The data latch 23 stores the R, G, B data of the 1024 horizontal pixels held by the data latch 22 at the strobe signal STB timing. The display drive section 24 generates display voltages S1, S2 etc up to S3072 which correspond to R, G, B data of the 1024 pixels stored in the data latch 23 and outputs these display voltages.
The scan signal circuit 30 is provided with a 768 stage shift register 31 and scan drive section 32 for sequentially scanning and displaying the 768 pixels in the vertical direction in horizontal line units. The shift register 31 holds the start signals ST in the initial stage register as scan signals and then sequentially shifts these scan signals in accordance with the timing of the clock signals CP. The contents at each stage of the shift register 31 are fed to the scan drive section 32 and are output as scan voltages G1, G2, etc up to G768.
The liquid crystal panel 40 is provided with 768 X electrodes X1, X2, etc up to X768 arranged at equal spacing in a line direction, and 1024 groups (note that each group is made up of 3 electrodes corresponding to R, G, and B) of Y electrodes Y1, Y2, etc up to Y3072 arranged at equal spacing in a column direction. Color pixel display is performed in line units in accordance with display voltages S1 to S3072 applied respectively to the Y electrodes Y1 to Y3072 at locations where an X electrode Xj to which a scan voltage Gj (wherein j is a number from 1 to 768) is applied intersects with a Y electrode Y1 to Y3072.
In this type of LCD, when R, G, B signals, clock signals CLK, horizontal synchronizing signals HSYN, and vertical synchronizing signals VSYN are supplied from a PC, horizontal cycle start signals EI and, thereafter, in synchronization with the clock signals CLK, R, G, B data is sequentially transmitted in single pixel units from the control circuit 10 to the display signal circuit 20. In the shift register 21, latch signals L1 to L1024 are generated in accordance with the clock signals CK. R, G, B data is further sequentially held in the data latch 22 in synchronization with the latch signals L1 to L1024.
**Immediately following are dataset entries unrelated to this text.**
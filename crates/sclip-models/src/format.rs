//! Output format tiers (resolution + frame rate).

use schemars::JsonSchema;
use serde::{Deserialize, Serialize};
use std::fmt;
use std::str::FromStr;

/// A resolution/frame-rate tier offered by the format picker.
///
/// Tiers at 1080p and above require a Pro entitlement.
#[derive(Debug, Clone, Copy, PartialEq, Eq, Hash, Serialize, Deserialize, JsonSchema)]
#[serde(rename_all = "kebab-case")]
pub enum FormatId {
    /// 3840x2160 @ 30fps
    #[serde(rename = "2160p")]
    Uhd2160,
    /// 2560x1440 @ 30fps
    #[serde(rename = "1440p")]
    Qhd1440,
    /// 1920x1080 @ 60fps
    #[serde(rename = "1080p-60")]
    Fhd1080p60,
    /// 1920x1080 @ 30fps
    #[serde(rename = "1080p-30")]
    Fhd1080p30,
    /// 1280x720 @ 60fps
    #[serde(rename = "720p-60")]
    Hd720p60,
    /// 1280x720 @ 30fps
    #[serde(rename = "720p-30")]
    Hd720p30,
    /// 854x480 @ 30fps
    #[serde(rename = "480p")]
    Sd480,
}

impl FormatId {
    /// All tiers ordered best to worst, for at-or-below fallback.
    pub fn ladder() -> &'static [FormatId] {
        &[
            FormatId::Uhd2160,
            FormatId::Qhd1440,
            FormatId::Fhd1080p60,
            FormatId::Fhd1080p30,
            FormatId::Hd720p60,
            FormatId::Hd720p30,
            FormatId::Sd480,
        ]
    }

    /// Frame height in pixels.
    pub fn height(&self) -> u32 {
        match self {
            FormatId::Uhd2160 => 2160,
            FormatId::Qhd1440 => 1440,
            FormatId::Fhd1080p60 | FormatId::Fhd1080p30 => 1080,
            FormatId::Hd720p60 | FormatId::Hd720p30 => 720,
            FormatId::Sd480 => 480,
        }
    }

    /// Target frame rate.
    pub fn fps(&self) -> u32 {
        match self {
            FormatId::Fhd1080p60 | FormatId::Hd720p60 => 60,
            _ => 30,
        }
    }

    /// Whether this tier is gated behind the Pro entitlement.
    pub fn requires_pro(&self) -> bool {
        self.height() >= 1080
    }

    /// True if `self` is at or below `other` in both height and frame rate.
    pub fn fits_within(&self, other: FormatId) -> bool {
        self.height() <= other.height() && self.fps() <= other.fps()
    }

    pub fn as_str(&self) -> &'static str {
        match self {
            FormatId::Uhd2160 => "2160p",
            FormatId::Qhd1440 => "1440p",
            FormatId::Fhd1080p60 => "1080p-60",
            FormatId::Fhd1080p30 => "1080p-30",
            FormatId::Hd720p60 => "720p-60",
            FormatId::Hd720p30 => "720p-30",
            FormatId::Sd480 => "480p",
        }
    }
}

impl fmt::Display for FormatId {
    fn fmt(&self, f: &mut fmt::Formatter<'_>) -> fmt::Result {
        write!(f, "{}", self.as_str())
    }
}

/// Unknown format identifier.
#[derive(Debug, Clone, PartialEq, Eq)]
pub struct UnknownFormat(pub String);

impl fmt::Display for UnknownFormat {
    fn fmt(&self, f: &mut fmt::Formatter<'_>) -> fmt::Result {
        write!(f, "unknown format id: {}", self.0)
    }
}

impl std::error::Error for UnknownFormat {}

impl FromStr for FormatId {
    type Err = UnknownFormat;

    fn from_str(s: &str) -> Result<Self, Self::Err> {
        match s {
            "2160p" | "4k" => Ok(FormatId::Uhd2160),
            "1440p" => Ok(FormatId::Qhd1440),
            "1080p-60" => Ok(FormatId::Fhd1080p60),
            "1080p-30" | "1080p" => Ok(FormatId::Fhd1080p30),
            "720p-60" => Ok(FormatId::Hd720p60),
            "720p-30" | "720p" => Ok(FormatId::Hd720p30),
            "480p" => Ok(FormatId::Sd480),
            other => Err(UnknownFormat(other.to_string())),
        }
    }
}
//! Stage seam between the orchestrator and the external tools.
//!
//! The state machine in `runner` only talks to [`MediaStages`], so its
//! sequencing, cancellation, and failure semantics are testable with stub
//! stages that never spawn a process.

use std::path::{Path, PathBuf};

use async_trait::async_trait;
use tokio::sync::watch;
use tracing::debug;

use sclip_media::{
    apply_silence_cuts, burn_subtitles, detect_silence, fetch_source_metadata, fetch_subtitles,
    plan_keeps, probe_media, resolve_source, shift_srt, trim_clip, FfmpegCommand, FfmpegRunner,
    MediaError, ResolvedSource, SystemProber, ToolProbe, TrimSpec,
};
use sclip_models::{ClipRequest, FilterStage};

use crate::config::PipelineConfig;
use crate::error::{PipelineError, PipelineResult};
use crate::summary::{srt_to_text, SummaryClient};

/// Progress callback for long-running stages, `0.0..=1.0`.
pub type StageProgress = Box<dyn Fn(f64) + Send + Sync + 'static>;

/// The pipeline's view of the media layer.
#[async_trait]
pub trait MediaStages: Send + Sync {
    /// Verify the external tools are present. Must not touch the network.
    fn check_dependencies(&self) -> PipelineResult<()>;

    /// Obtain a local media file covering the requested window.
    async fn resolve(
        &self,
        request: &ClipRequest,
        work_dir: &Path,
        cancel: &watch::Receiver<bool>,
    ) -> PipelineResult<ResolvedSource>;

    /// Cut and encode the requested window out of the resolved source.
    async fn trim(
        &self,
        request: &ClipRequest,
        resolved: &ResolvedSource,
        work_dir: &Path,
        cancel: watch::Receiver<bool>,
        on_progress: StageProgress,
    ) -> PipelineResult<PathBuf>;

    /// Apply one post-filter. Returns the (possibly new) artifact path.
    async fn apply_filter(
        &self,
        stage: FilterStage,
        input: &Path,
        request: &ClipRequest,
        resolved: &ResolvedSource,
        work_dir: &Path,
        cancel: watch::Receiver<bool>,
    ) -> PipelineResult<PathBuf>;
}

/// Production implementation backed by ffmpeg/ffprobe/yt-dlp.
pub struct ToolStages {
    config: PipelineConfig,
    prober: SystemProber,
    summary: Option<SummaryClient>,
}

impl ToolStages {
    pub fn new(config: PipelineConfig) -> Self {
        let summary = SummaryClient::from_config(
            config.summary_api_url.as_deref(),
            config.summary_api_key.as_deref(),
        );
        Self {
            config,
            prober: SystemProber::default(),
            summary,
        }
    }

    /// Path of the retimed subtitle file for a request, when one exists.
    fn clip_srt_path(request: &ClipRequest, work_dir: &Path) -> PathBuf {
        work_dir.join(format!("{}.clip.srt", request.source_id))
    }
}

/// Classify a media failure inside a filter: cancellation stays
/// cancellation, everything else becomes that filter's failure.
fn filter_err(stage: FilterStage, err: MediaError) -> PipelineError {
    match err {
        MediaError::Cancelled => PipelineError::Cancelled,
        other => PipelineError::filter(stage, other.to_string()),
    }
}

#[async_trait]
impl MediaStages for ToolStages {
    fn check_dependencies(&self) -> PipelineResult<()> {
        use sclip_media::ExternalTool::{Ffmpeg, Ffprobe, YtDlp};

        if let Some(missing) = self.prober.first_missing(&[YtDlp, Ffmpeg, Ffprobe]) {
            return Err(PipelineError::DependencyMissing {
                tool: missing.command().to_string(),
                remedy: missing.remedy().to_string(),
            });
        }
        Ok(())
    }

    async fn resolve(
        &self,
        request: &ClipRequest,
        work_dir: &Path,
        cancel: &watch::Receiver<bool>,
    ) -> PipelineResult<ResolvedSource> {
        let metadata = fetch_source_metadata(&request.source_id, cancel).await?;
        let resolved = resolve_source(request, &metadata, work_dir, cancel).await?;
        Ok(resolved)
    }

    async fn trim(
        &self,
        request: &ClipRequest,
        resolved: &ResolvedSource,
        work_dir: &Path,
        cancel: watch::Receiver<bool>,
        on_progress: StageProgress,
    ) -> PipelineResult<PathBuf> {
        let info = probe_media(&resolved.local_path).await?;
        let output = work_dir.join(format!("{}.trim.mp4", request.source_id));

        let start = (request.time_range.start_secs - resolved.window_start_secs).max(0.0);
        let spec = TrimSpec {
            target: resolved.actual_format,
            high_quality: request.options.high_quality,
        };

        trim_clip(
            &resolved.local_path,
            &output,
            start,
            request.time_range.duration_secs(),
            &info,
            &spec,
            cancel,
            self.config.stage_timeout,
            move |ratio| on_progress(ratio),
        )
        .await?;

        Ok(output)
    }

    async fn apply_filter(
        &self,
        stage: FilterStage,
        input: &Path,
        request: &ClipRequest,
        resolved: &ResolvedSource,
        work_dir: &Path,
        cancel: watch::Receiver<bool>,
    ) -> PipelineResult<PathBuf> {
        match stage {
            FilterStage::Subtitles => {
                let srt = fetch_subtitles(&request.source_id, work_dir, &cancel)
                    .await
                    .map_err(|e| filter_err(stage, e))?;

                // Retime cues from source time to clip time
                let content = tokio::fs::read_to_string(&srt)
                    .await
                    .map_err(|e| PipelineError::filter(stage, e.to_string()))?;
                let shifted = shift_srt(&content, request.time_range.start_secs);
                let clip_srt = Self::clip_srt_path(request, work_dir);
                tokio::fs::write(&clip_srt, shifted)
                    .await
                    .map_err(|e| PipelineError::filter(stage, e.to_string()))?;

                let output = work_dir.join(format!("{}.subtitled.mp4", request.source_id));
                burn_subtitles(input, &clip_srt, &output, cancel, self.config.stage_timeout)
                    .await
                    .map_err(|e| filter_err(stage, e))?;
                Ok(output)
            }

            FilterStage::SilenceRemoval => {
                let info = probe_media(input)
                    .await
                    .map_err(|e| filter_err(stage, e))?;
                let spans = detect_silence(input, &cancel)
                    .await
                    .map_err(|e| filter_err(stage, e))?;

                let Some(keeps) = plan_keeps(&spans, info.duration_secs) else {
                    debug!("no worthwhile silence cut, passing clip through");
                    return Ok(input.to_path_buf());
                };

                let output = work_dir.join(format!("{}.desilenced.mp4", request.source_id));
                apply_silence_cuts(input, &output, &keeps, cancel, self.config.stage_timeout)
                    .await
                    .map_err(|e| filter_err(stage, e))?;
                Ok(output)
            }

            FilterStage::Summary => {
                let Some(client) = &self.summary else {
                    return Err(PipelineError::filter(
                        stage,
                        "summary service not configured (set SCLIP_SUMMARY_API_URL and SCLIP_SUMMARY_API_KEY)",
                    ));
                };

                // Reuse the retimed subtitles as a transcript when the
                // subtitle filter already fetched them
                let clip_srt = Self::clip_srt_path(request, work_dir);
                let transcript = match tokio::fs::read_to_string(&clip_srt).await {
                    Ok(content) => Some(srt_to_text(&content)),
                    Err(_) => None,
                };

                let summary = client
                    .summarize(
                        &resolved.title,
                        request.time_range.duration_secs(),
                        transcript.as_deref(),
                    )
                    .await
                    .map_err(|e| PipelineError::filter(stage, e.to_string()))?;

                // Embed as container metadata via a stream-copy remux
                let output = work_dir.join(format!("{}.summarized.mp4", request.source_id));
                let cmd = FfmpegCommand::new(input, &output)
                    .stream_copy()
                    .metadata("comment", &summary)
                    .faststart();
                FfmpegRunner::new()
                    .with_cancel(cancel)
                    .with_timeout(self.config.stage_timeout)
                    .run(&cmd)
                    .await
                    .map_err(|e| filter_err(stage, e))?;

                let sidecar = output.with_extension("summary.json");
                let body = serde_json::json!({
                    "title": resolved.title,
                    "summary": summary,
                    "duration_secs": request.time_range.duration_secs(),
                });
                tokio::fs::write(&sidecar, serde_json::to_vec_pretty(&body).unwrap_or_default())
                    .await
                    .map_err(|e| PipelineError::filter(stage, e.to_string()))?;

                Ok(output)
            }
        }
    }
}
When the R, G, B data of the 1024 pixels of a single line is held in the data latch 22, a strobe signal STB is output from the control circuit 10. Accordingly, the R, G, B data of the single line in the data latch 22 is also stored in the data latch 23. In the display drive section 24, display voltages S1 to S3072 are generated based on the R, G, B data of the 1024 pixels stored in the data latch 23 and are output.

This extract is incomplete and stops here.